**REQUIREMENT:**
Which lines of the data contain the string "UomThermodynamicTemperature"? Show each of them.

[Data records]
- - -
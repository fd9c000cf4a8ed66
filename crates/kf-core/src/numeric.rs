use crate::KfError;

/// Floating point type used throughout system
pub type Real = f64;

/// One tolerance for everything
#[derive(Clone, Copy, Debug)]
pub struct Tolerances {
    pub abs: Real,
    pub rel: Real,
}

impl Default for Tolerances {
    fn default() -> Self {
        Self {
            abs: 1e-12,
            rel: 1e-9,
        }
    }
}

pub fn nearly_equal(a: Real, b: Real, tol: Tolerances) -> bool {
    let diff = (a - b).abs();
    if diff <= tol.abs {
        return true;
    }
    diff <= tol.rel * a.abs().max(b.abs())
}

pub fn ensure_finite(v: Real, what: &'static str) -> Result<Real, KfError> {
    if v.is_finite() {
        Ok(v)
    } else {
        Err(KfError::NonFinite { what, value: v })
    }
}

/// Step size for relative finite-difference perturbation of `v`.
///
/// Scales with the magnitude of `v` but never collapses to zero.
pub fn perturbation_step(v: Real, rtol: Real) -> Real {
    rtol * v.abs().max(1.0)
}
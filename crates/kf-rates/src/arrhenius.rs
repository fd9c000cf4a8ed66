//! Modified Arrhenius rate expression.

use serde_json::json;

use crate::context::RateContext;
use crate::error::{RateError, RateResult};
use crate::expression::RateExpression;

/// Modified Arrhenius form k(T) = A·T^b·exp(−Ea/RT).
#[derive(Debug, Clone, PartialEq)]
pub struct ArrheniusRate {
    /// Pre-exponential factor A (units depend on reaction order)
    pub pre_exponential: f64,
    /// Temperature exponent b (dimensionless)
    pub temperature_exponent: f64,
    /// Activation energy Ea [J/kmol]
    pub activation_energy: f64,
}

impl ArrheniusRate {
    pub fn new(pre_exponential: f64, temperature_exponent: f64, activation_energy: f64) -> Self {
        Self {
            pre_exponential,
            temperature_exponent,
            activation_energy,
        }
    }
}

impl RateExpression for ArrheniusRate {
    fn rate_type(&self) -> &'static str {
        "Arrhenius"
    }

    fn eval(&self, ctx: &RateContext) -> f64 {
        self.pre_exponential
            * (self.temperature_exponent * ctx.log_t
                - self.activation_energy * ctx.recip_rt)
                .exp()
    }

    fn ddt(&self, ctx: &RateContext) -> Option<f64> {
        // dk/dT = k·(b + Ea/RT)/T
        let k = self.eval(ctx);
        Some(
            k * (self.temperature_exponent + self.activation_energy * ctx.recip_rt)
                * ctx.recip_t,
        )
    }

    fn ddp(&self, _ctx: &RateContext) -> Option<f64> {
        Some(0.0)
    }

    fn validate(&self) -> RateResult<()> {
        if !self.pre_exponential.is_finite() || self.pre_exponential < 0.0 {
            return Err(RateError::InvalidParameter {
                what: "pre-exponential factor must be finite and non-negative",
            });
        }
        if !self.temperature_exponent.is_finite() || !self.activation_energy.is_finite() {
            return Err(RateError::InvalidParameter {
                what: "temperature exponent and activation energy must be finite",
            });
        }
        Ok(())
    }

    fn parameters(&self) -> serde_json::Value {
        json!({
            "type": self.rate_type(),
            "A": self.pre_exponential,
            "b": self.temperature_exponent,
            "Ea": self.activation_energy,
        })
    }

    fn clone_box(&self) -> Box<dyn RateExpression> {
        Box::new(self.clone())
    }
}

/// Temperature-independent rate constant, mostly useful in tests.
#[derive(Debug, Clone, PartialEq)]
pub struct ConstantRate {
    pub value: f64,
}

impl ConstantRate {
    pub fn new(value: f64) -> Self {
        Self { value }
    }
}

impl RateExpression for ConstantRate {
    fn rate_type(&self) -> &'static str {
        "constant"
    }

    fn eval(&self, _ctx: &RateContext) -> f64 {
        self.value
    }

    fn ddt(&self, _ctx: &RateContext) -> Option<f64> {
        Some(0.0)
    }

    fn ddp(&self, _ctx: &RateContext) -> Option<f64> {
        Some(0.0)
    }

    fn validate(&self) -> RateResult<()> {
        if !self.value.is_finite() || self.value < 0.0 {
            return Err(RateError::InvalidParameter {
                what: "constant rate must be finite and non-negative",
            });
        }
        Ok(())
    }

    fn parameters(&self) -> serde_json::Value {
        json!({ "type": self.rate_type(), "k": self.value })
    }

    fn clone_box(&self) -> Box<dyn RateExpression> {
        Box::new(self.clone())
    }
}
// kf-core/src/units.rs

use uom::si::f64::{
    Pressure as UomPressure, ThermodynamicTemperature as UomThermodynamicTemperature,
};

// Public canonical unit types (SI, f64)
pub type Pressure = UomPressure;
pub type Temperature = UomThermodynamicTemperature;

#[inline]
pub fn pa(v: f64) -> Pressure {
    use uom::si::pressure::pascal;
    Pressure::new::<pascal>(v)
}

#[inline]
pub fn k(v: f64) -> Temperature {
    use uom::si::thermodynamic_temperature::kelvin;
    Temperature::new::<kelvin>(v)
}

pub mod constants {
    /// Universal gas constant [J/(kmol·K)]
    pub const GAS_CONSTANT: f64 = 8.314_462_618_153_24e3;

    /// One standard atmosphere [Pa]
    pub const ONE_ATM: f64 = 101_325.0;

    /// Thermodynamic reference temperature [K]
    pub const T_REF: f64 = 298.15;
}
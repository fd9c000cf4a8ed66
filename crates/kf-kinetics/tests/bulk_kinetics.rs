//! Integration tests for the bulk kinetics manager.

use std::sync::Arc;
use std::sync::atomic::{AtomicUsize, Ordering};

use kf_core::units::constants::{GAS_CONSTANT, ONE_ATM};
use kf_kinetics::{
    BulkKinetics, Kinetics, KineticsError, Reaction, RootAggregate, ThirdBody,
    ThirdBodyDuplicateHandling,
};
use kf_rates::{ArrheniusRate, ConstantRate};
use kf_thermo::{IdealGasPhase, SpeciesDef, ThermoPhase};

fn gas() -> Arc<IdealGasPhase> {
    Arc::new(
        IdealGasPhase::new(
            "gas",
            vec![
                SpeciesDef::new("H2", 2.016)
                    .unwrap()
                    .with_thermo(3.5 * GAS_CONSTANT, 0.0, 1.3e5)
                    .unwrap(),
                SpeciesDef::new("O2", 31.999)
                    .unwrap()
                    .with_thermo(3.5 * GAS_CONSTANT, 0.0, 2.05e5)
                    .unwrap(),
                SpeciesDef::new("H2O", 18.015)
                    .unwrap()
                    .with_thermo(4.0 * GAS_CONSTANT, -2.4e8, 1.9e5)
                    .unwrap(),
                SpeciesDef::new("N2", 28.014)
                    .unwrap()
                    .with_thermo(3.5 * GAS_CONSTANT, 0.0, 1.9e5)
                    .unwrap(),
            ],
        )
        .unwrap(),
    )
}

/// Manager over the 4-species gas phase with one reversible and one
/// irreversible third-body reaction.
fn manager() -> (BulkKinetics, Arc<IdealGasPhase>) {
    let phase = gas();
    phase
        .set_state_tpx(1100.0, 2.0 * ONE_ATM, &[0.3, 0.2, 0.4, 0.1])
        .unwrap();

    let mut kin = BulkKinetics::new();
    kin.add_phase(phase.clone()).unwrap();
    kin.add_reaction(
        Reaction::new(
            &[("H2", 2.0), ("O2", 1.0)],
            &[("H2O", 2.0)],
            Box::new(ArrheniusRate::new(2.0e8, 0.6, 5.0e7)),
        )
        .unwrap(),
        true,
    )
    .unwrap();
    kin.add_reaction(
        Reaction::new(
            &[("H2", 1.0), ("O2", 1.0)],
            &[("H2O", 1.0)],
            Box::new(ConstantRate::new(4.0e3)),
        )
        .unwrap()
        .irreversible()
        .with_third_body(ThirdBody::new().with_efficiency("H2O", 6.0)),
        true,
    )
    .unwrap();
    (kin, phase)
}

#[test]
fn mechanism_geometry() {
    let (kin, _phase) = manager();
    assert_eq!(kin.kinetics_type(), "bulk");
    assert_eq!(kin.n_phases(), 1);
    assert_eq!(kin.n_reactions(), 2);
    assert_eq!(kin.n_total_species(), 4);
    assert_eq!(kin.species_index("H2O"), Some(2));
    assert_eq!(kin.kinetics_species_name(3), "N2");
    assert_eq!(kin.kinetics_species_name(4), "<unknown>");
    assert!(kin.is_reversible(0).unwrap());
    assert!(!kin.is_reversible(1).unwrap());
    assert_eq!(
        kin.reaction(0).unwrap().equation(),
        "2 H2 + O2 <=> 2 H2O"
    );
}

#[test]
fn net_rop_is_forward_minus_reverse() {
    let (mut kin, _phase) = manager();
    let nr = kin.n_reactions();
    let mut fwd = vec![0.0; nr];
    let mut rev = vec![0.0; nr];
    let mut net = vec![0.0; nr];
    kin.fwd_rates_of_progress(&mut fwd).unwrap();
    kin.rev_rates_of_progress(&mut rev).unwrap();
    kin.net_rates_of_progress(&mut net).unwrap();
    for i in 0..nr {
        assert_eq!(net[i], fwd[i] - rev[i]);
    }
    // irreversible reaction has exactly zero reverse rate
    assert_eq!(rev[1], 0.0);
    assert!(fwd[0] > 0.0);
}

#[test]
fn production_rate_decomposition_is_exact() {
    let (mut kin, _phase) = manager();
    let kk = kin.n_total_species();
    let mut cdot = vec![0.0; kk];
    let mut ddot = vec![0.0; kk];
    let mut wdot = vec![0.0; kk];
    kin.creation_rates(&mut cdot).unwrap();
    kin.destruction_rates(&mut ddot).unwrap();
    kin.net_production_rates(&mut wdot).unwrap();
    for k in 0..kk {
        assert_eq!(wdot[k], cdot[k] - ddot[k]);
    }
    // inert species has zero rates
    assert_eq!(wdot[3], 0.0);
    assert_eq!(cdot[3], 0.0);
}

#[test]
fn stoichiometry_identity_and_accessors() {
    let (kin, _phase) = manager();
    for k in 0..kin.n_total_species() {
        for i in 0..kin.n_reactions() {
            assert_eq!(
                kin.net_stoich_coeff(k, i).unwrap(),
                kin.product_stoich_coeff(k, i).unwrap() - kin.reactant_stoich_coeff(k, i).unwrap()
            );
        }
    }
    assert_eq!(kin.reactant_stoich_coeff(0, 0).unwrap(), 2.0);
    assert_eq!(kin.product_stoich_coeff(2, 0).unwrap(), 2.0);
    assert_eq!(kin.reactant_order(0, 0).unwrap(), 2.0);

    let reactants = kin.reactant_stoich_coeffs().unwrap();
    assert_eq!(reactants.nrows(), 4);
    assert_eq!(reactants.ncols(), 2);
}

#[test]
fn reaction_delta_matches_dense_reference() {
    let (kin, _phase) = manager();
    let prop = [1.5, -2.0, 0.25, 7.0];
    let mut delta = [0.0; 2];
    kin.reaction_delta(&prop, &mut delta).unwrap();
    for i in 0..2 {
        let mut acc = 0.0;
        for (k, p) in prop.iter().enumerate() {
            acc += kin.net_stoich_coeff(k, i).unwrap() * p;
        }
        assert!((delta[i] - acc).abs() < 1e-12);
    }

    // reversible-only delta leaves the irreversible entry untouched
    let mut rev_delta = [123.0, 456.0];
    kin.rev_reaction_delta(&prop, &mut rev_delta).unwrap();
    assert_eq!(rev_delta[1], 456.0);
    assert!((rev_delta[0] - delta[0]).abs() < 1e-12);
}

#[test]
fn multiplier_disables_and_restores_bit_for_bit() {
    let (mut kin, _phase) = manager();
    let nr = kin.n_reactions();
    let kk = kin.n_total_species();

    let mut rop0 = vec![0.0; nr];
    kin.net_rates_of_progress(&mut rop0).unwrap();
    let mut wdot0 = vec![0.0; kk];
    kin.net_production_rates(&mut wdot0).unwrap();

    kin.set_multiplier(0, 0.0).unwrap();
    assert_eq!(kin.multiplier(0).unwrap(), 0.0);
    let mut rop = vec![0.0; nr];
    kin.net_rates_of_progress(&mut rop).unwrap();
    assert_eq!(rop[0], 0.0);
    assert_eq!(rop[1], rop0[1]);

    let mut wdot = vec![0.0; kk];
    kin.net_production_rates(&mut wdot).unwrap();
    // only reaction 1 contributes now
    assert_eq!(wdot[3], 0.0);

    kin.set_multiplier(0, 1.0).unwrap();
    kin.net_rates_of_progress(&mut rop).unwrap();
    assert_eq!(rop, rop0);
    kin.net_production_rates(&mut wdot).unwrap();
    assert_eq!(wdot, wdot0);
}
- - -
**OUTPUT OF THE TASK:**
    Pressure as UomPressure, ThermodynamicTemperature as UomThermodynamicTemperature,
pub type Temperature = UomThermodynamicTemperature;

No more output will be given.